Rabbi Elliot Kukla, in them magazine
I sought out this piece because Rabbi Kukla was quoted in today's sermon in reference to the ongoing genocide in Gaza ("It is lifesaving to mourn our humanity in inhumane times").
But this paragraph about grief hit me so hard I wanted to single it out to share. It is relevant to corporate grief of the sort we might experience when a state is doing harm in our name (police brutality, displacement, execution). It is also relevant to individual griefs.
In the bereavement calls I do for hospice, I have noticed, this is precisely what gets people stuck in grief: the feeling that there is no safe space and time to express grief. Companies tend to give very little accommodation for bereavement, if they give any at all. Culturally we're expected to get over losses in a matter of days. But grief rewires us, and some losses-- particularly losses like war, displacement, and police brutality where a state or institution does the same kind of harm repeatedly-- are complex and ongoing.
Grief impacts sleeping, eating, executive function. (I don't ask people in bereavement calls, "How are you doing?" I ask, "How are you sleeping?" "How's your appetite?" Maybe "Are there moments from your caregiving, or from your [loved one's] dying, that keep coming up for you?" Because of course you're not fine! You just lost someone essential to you.
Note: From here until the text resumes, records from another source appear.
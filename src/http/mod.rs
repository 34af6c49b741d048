//! HTTP protocol layer module
//!
//! Provides HTTP protocol-related base functionality, decoupled from specific business logic.

pub mod response;

// Re-export commonly used builders
pub use response::{
    build_404_response, build_405_response, build_413_response, build_file_response,
    build_health_response, build_html_response, build_options_response,
};
//! Access log format module
//!
//! Supports multiple log formats:
//! - `common` (Common Log Format - CLF)
//! - `json` (JSON structured logging)
//! - Custom patterns with variables

use chrono::Local;

/// Access log entry containing request/response information
#[derive(Debug, Clone)]
pub struct AccessLogEntry {
    /// Client IP address
    pub remote_addr: String,
    /// Request timestamp
    pub time: chrono::DateTime<Local>,
    /// HTTP method (GET, HEAD, etc.)
    pub method: String,
    /// Request URI path
    pub path: String,
    /// Query string (without leading ?)
    pub query: Option<String>,
    /// HTTP version (1.0, 1.1, 2)
    pub http_version: String,
    /// Response status code
    pub status: u16,
    /// Response body size in bytes
    pub body_bytes: usize,
    /// Request processing time in microseconds
    pub request_time_us: u64,
}

impl AccessLogEntry {
    /// Format the log entry according to the specified format
    pub fn format(&self, format: &str) -> String {
        match format {
            "common" => self.format_common(),
            "json" => self.format_json(),
            custom => self.format_custom(custom),
        }
    }

    fn request_uri(&self) -> String {
        match &self.query {
            Some(q) => format!("{}?{q}", self.path),
            None => self.path.clone(),
        }
    }

    /// Common Log Format (CLF)
    /// `$remote_addr - - [$time_local] "$request" $status $body_bytes_sent`
    fn format_common(&self) -> String {
        format!(
            "{} - - [{}] \"{} {} HTTP/{}\" {} {}",
            self.remote_addr,
            self.time.format("%d/%b/%Y:%H:%M:%S %z"),
            self.method,
            self.request_uri(),
            self.http_version,
            self.status,
            self.body_bytes,
        )
    }

    /// JSON structured log format
    fn format_json(&self) -> String {
        // Manual JSON building keeps the hot path allocation-light
        let query_json = self
            .query
            .as_ref()
            .map_or_else(|| "null".to_string(), |q| format!("\"{}\"", escape_json(q)));

        format!(
            r#"{{"remote_addr":"{}","time":"{}","method":"{}","path":"{}","query":{},"http_version":"{}","status":{},"body_bytes":{},"request_time_us":{}}}"#,
            escape_json(&self.remote_addr),
            self.time.to_rfc3339(),
            escape_json(&self.method),
            escape_json(&self.path),
            query_json,
            escape_json(&self.http_version),
            self.status,
            self.body_bytes,
            self.request_time_us,
        )
    }

    /// Custom format with variable substitution
    ///
    /// Supported variables:
    /// - `$remote_addr` - Client IP address
    /// - `$time_local` - Local time in Common Log Format
    /// - `$time_iso8601` - ISO 8601 timestamp
    /// - `$request` - Full request line ("METHOD /path HTTP/version")
    /// - `$request_method` - HTTP method
    /// - `$request_uri` - Request URI with query string
    /// - `$request_time` - Request processing time in seconds (3 decimal places)
    /// - `$status` - Response status code
    /// - `$body_bytes_sent` - Response body size
    fn format_custom(&self, pattern: &str) -> String {
        let request_uri = self.request_uri();
        let request_line = format!("{} {} HTTP/{}", self.method, request_uri, self.http_version);

        // Order matters: longer variables first to avoid partial replacement,
        // and $request_time before $request
        #[allow(clippy::cast_precision_loss)]
        let request_time = self.request_time_us as f64 / 1_000_000.0;

        pattern
            .replace("$remote_addr", &self.remote_addr)
            .replace(
                "$time_local",
                &self.time.format("%d/%b/%Y:%H:%M:%S %z").to_string(),
            )
            .replace("$time_iso8601", &self.time.to_rfc3339())
            .replace("$request_time", &format!("{request_time:.3}"))
            .replace("$request_method", &self.method)
            .replace("$request_uri", &request_uri)
            .replace("$request", &request_line)
            .replace("$status", &self.status.to_string())
            .replace("$body_bytes_sent", &self.body_bytes.to_string())
    }
}

/// Escape special characters for JSON string
fn escape_json(s: &str) -> String {
    s.replace('\\', "\\\\")
        .replace('"', "\\\"")
        .replace('\n', "\\n")
        .replace('\r', "\\r")
        .replace('\t', "\\t")
}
What I want to know is, is your body getting a chance to repair itself as your mind and heart process what you've experienced?)
People have talked to me after a loss about feeling exhausted and overwhelmed by daily life. It's not unlike recovering from a major injury and having a sizable portion of your bandwidth given over at all times to the tasks of bone, muscle, and nerve repair that are not under your conscious control. When tasks you're used to thinking of as having one part suddenly make it clear how complex they are? Cooking a meal takes more out of you. Doing a load of laundry takes more out of you. If you're already an introvert, the cost of social engagement goes up, at a time when social engagement might actually be very helpful.
Doing some of our grief work with other trusted people shares the load. It recovers some bandwidth. But many folks learn early in the grieving process that they have fewer trusted people than they thought. Or that it feels like the wrong time to deepen an acquaintanceship they'd hoped might become a friendship. Or that they aren't as comfortable asking loved ones for help as they thought they would be.
And the bereavement model I'm trained in assumes that a grieving person has experienced one recent loss. We know that a recent loss might poke us in the tender spots left by earlier losses. But that's still different from the experience of a tragedy that affects a whole community at once (as in an entire region's population losing multiple loved ones in a very short time and being forced to flee).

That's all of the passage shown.